◆ **Problem to work on**
From the entries below, copy every line where the string "SubClassOf" appears.

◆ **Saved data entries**
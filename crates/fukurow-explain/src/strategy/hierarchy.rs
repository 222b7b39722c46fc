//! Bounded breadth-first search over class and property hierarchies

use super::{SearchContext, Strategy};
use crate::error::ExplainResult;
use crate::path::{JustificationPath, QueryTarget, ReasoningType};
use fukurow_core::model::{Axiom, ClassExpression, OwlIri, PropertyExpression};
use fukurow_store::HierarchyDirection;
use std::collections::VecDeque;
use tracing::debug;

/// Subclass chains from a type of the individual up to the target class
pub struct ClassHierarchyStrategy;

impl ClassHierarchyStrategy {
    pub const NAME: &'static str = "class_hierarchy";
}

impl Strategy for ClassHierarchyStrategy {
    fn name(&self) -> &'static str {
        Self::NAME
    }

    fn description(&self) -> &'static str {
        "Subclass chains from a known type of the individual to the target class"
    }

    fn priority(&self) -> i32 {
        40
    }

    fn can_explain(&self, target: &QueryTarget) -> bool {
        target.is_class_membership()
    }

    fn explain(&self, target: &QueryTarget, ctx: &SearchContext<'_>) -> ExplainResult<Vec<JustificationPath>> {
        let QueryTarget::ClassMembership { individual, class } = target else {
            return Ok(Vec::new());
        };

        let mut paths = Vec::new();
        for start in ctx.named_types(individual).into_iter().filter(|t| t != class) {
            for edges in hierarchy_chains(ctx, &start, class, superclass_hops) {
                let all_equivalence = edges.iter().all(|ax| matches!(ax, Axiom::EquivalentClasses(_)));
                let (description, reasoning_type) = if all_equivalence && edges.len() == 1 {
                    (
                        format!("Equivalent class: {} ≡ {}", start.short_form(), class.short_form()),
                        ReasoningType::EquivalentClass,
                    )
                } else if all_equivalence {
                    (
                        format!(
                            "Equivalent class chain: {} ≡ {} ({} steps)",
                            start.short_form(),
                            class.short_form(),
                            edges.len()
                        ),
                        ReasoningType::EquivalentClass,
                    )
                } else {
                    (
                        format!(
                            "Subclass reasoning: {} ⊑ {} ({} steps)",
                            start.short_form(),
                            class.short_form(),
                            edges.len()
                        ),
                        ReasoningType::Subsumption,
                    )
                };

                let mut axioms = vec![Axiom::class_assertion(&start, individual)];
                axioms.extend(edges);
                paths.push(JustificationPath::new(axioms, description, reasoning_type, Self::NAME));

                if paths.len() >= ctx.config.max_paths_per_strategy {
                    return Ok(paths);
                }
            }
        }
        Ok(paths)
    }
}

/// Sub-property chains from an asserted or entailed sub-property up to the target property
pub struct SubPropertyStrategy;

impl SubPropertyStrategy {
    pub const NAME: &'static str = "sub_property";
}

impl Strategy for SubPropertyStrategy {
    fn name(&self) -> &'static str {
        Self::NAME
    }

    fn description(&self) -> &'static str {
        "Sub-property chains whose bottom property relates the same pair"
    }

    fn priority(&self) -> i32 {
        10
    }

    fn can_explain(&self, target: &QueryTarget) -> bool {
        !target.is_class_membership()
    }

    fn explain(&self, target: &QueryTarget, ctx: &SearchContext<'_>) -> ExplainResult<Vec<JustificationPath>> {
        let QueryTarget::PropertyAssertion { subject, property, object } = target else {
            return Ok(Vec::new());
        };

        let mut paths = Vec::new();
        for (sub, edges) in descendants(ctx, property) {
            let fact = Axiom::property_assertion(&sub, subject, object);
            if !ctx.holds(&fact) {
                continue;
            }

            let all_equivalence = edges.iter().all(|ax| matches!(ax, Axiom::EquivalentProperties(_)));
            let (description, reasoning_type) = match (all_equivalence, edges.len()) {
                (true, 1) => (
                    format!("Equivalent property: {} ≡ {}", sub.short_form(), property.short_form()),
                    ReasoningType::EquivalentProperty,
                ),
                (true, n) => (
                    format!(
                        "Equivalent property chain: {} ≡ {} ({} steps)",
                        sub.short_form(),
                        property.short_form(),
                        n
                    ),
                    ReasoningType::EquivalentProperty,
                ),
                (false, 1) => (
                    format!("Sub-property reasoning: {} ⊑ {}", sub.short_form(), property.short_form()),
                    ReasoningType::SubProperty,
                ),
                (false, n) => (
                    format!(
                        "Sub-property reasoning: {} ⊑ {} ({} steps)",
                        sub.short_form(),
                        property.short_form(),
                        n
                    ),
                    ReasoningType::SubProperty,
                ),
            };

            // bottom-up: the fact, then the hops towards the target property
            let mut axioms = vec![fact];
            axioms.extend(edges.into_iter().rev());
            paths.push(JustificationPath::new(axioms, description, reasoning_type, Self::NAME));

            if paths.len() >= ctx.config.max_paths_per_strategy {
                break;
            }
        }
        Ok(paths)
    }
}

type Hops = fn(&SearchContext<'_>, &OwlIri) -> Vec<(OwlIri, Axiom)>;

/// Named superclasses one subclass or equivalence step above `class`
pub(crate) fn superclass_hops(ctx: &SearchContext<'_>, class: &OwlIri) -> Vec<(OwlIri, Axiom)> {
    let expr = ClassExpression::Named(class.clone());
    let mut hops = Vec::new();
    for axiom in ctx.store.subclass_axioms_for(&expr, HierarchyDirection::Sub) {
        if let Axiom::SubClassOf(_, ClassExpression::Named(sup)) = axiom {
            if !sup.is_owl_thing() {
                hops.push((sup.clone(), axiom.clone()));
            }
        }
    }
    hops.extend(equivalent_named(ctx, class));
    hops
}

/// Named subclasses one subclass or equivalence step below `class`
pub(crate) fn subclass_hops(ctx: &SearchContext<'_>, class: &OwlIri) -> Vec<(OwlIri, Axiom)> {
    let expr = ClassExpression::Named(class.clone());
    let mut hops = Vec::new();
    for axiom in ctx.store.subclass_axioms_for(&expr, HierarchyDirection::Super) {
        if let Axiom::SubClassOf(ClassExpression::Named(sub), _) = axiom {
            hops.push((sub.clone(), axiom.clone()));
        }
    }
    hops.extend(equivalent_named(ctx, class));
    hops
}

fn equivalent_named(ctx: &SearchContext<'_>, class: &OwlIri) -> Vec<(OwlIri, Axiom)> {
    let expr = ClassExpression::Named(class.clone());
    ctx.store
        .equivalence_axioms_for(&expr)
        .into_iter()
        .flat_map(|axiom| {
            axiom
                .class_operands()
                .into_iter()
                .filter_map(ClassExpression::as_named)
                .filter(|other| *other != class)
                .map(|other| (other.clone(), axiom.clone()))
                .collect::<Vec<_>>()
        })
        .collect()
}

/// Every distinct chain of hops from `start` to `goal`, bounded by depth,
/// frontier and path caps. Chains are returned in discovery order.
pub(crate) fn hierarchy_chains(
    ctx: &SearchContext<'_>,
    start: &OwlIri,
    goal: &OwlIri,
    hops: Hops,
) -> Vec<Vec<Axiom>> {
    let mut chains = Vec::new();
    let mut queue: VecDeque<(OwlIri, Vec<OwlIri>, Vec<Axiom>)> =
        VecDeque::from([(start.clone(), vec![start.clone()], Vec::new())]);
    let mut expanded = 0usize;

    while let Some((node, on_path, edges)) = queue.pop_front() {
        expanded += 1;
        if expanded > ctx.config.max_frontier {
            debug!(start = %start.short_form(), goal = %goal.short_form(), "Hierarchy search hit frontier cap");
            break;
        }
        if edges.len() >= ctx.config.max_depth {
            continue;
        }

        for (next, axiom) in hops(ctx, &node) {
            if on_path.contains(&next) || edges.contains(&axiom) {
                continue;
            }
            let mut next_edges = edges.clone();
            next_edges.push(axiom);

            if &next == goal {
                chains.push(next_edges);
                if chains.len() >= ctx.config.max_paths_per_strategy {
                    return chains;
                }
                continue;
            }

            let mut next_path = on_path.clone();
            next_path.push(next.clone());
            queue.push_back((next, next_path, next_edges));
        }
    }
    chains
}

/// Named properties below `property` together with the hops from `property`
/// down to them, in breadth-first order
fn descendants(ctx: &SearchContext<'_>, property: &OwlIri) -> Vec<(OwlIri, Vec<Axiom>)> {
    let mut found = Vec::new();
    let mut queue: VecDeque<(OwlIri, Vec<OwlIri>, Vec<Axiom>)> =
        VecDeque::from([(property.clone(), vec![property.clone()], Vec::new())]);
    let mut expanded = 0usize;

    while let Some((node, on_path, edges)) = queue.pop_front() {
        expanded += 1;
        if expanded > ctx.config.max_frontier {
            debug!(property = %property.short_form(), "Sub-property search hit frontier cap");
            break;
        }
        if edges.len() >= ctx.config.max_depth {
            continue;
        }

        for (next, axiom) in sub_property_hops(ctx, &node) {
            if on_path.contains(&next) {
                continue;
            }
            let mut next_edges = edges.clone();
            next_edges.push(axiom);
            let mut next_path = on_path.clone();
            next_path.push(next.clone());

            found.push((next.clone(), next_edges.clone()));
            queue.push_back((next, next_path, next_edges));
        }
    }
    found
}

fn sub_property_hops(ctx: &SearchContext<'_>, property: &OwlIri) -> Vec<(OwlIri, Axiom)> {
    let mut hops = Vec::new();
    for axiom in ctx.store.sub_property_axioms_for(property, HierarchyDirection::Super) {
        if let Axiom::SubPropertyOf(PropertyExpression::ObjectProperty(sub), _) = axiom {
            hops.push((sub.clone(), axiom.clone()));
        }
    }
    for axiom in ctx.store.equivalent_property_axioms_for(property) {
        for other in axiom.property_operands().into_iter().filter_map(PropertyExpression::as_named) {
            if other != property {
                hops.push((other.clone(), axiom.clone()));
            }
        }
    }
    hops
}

◆ **Problem solution**
        if let Axiom::SubClassOf(_, ClassExpression::Named(sup)) = axiom {
        if let Axiom::SubClassOf(ClassExpression::Named(sub), _) = axiom {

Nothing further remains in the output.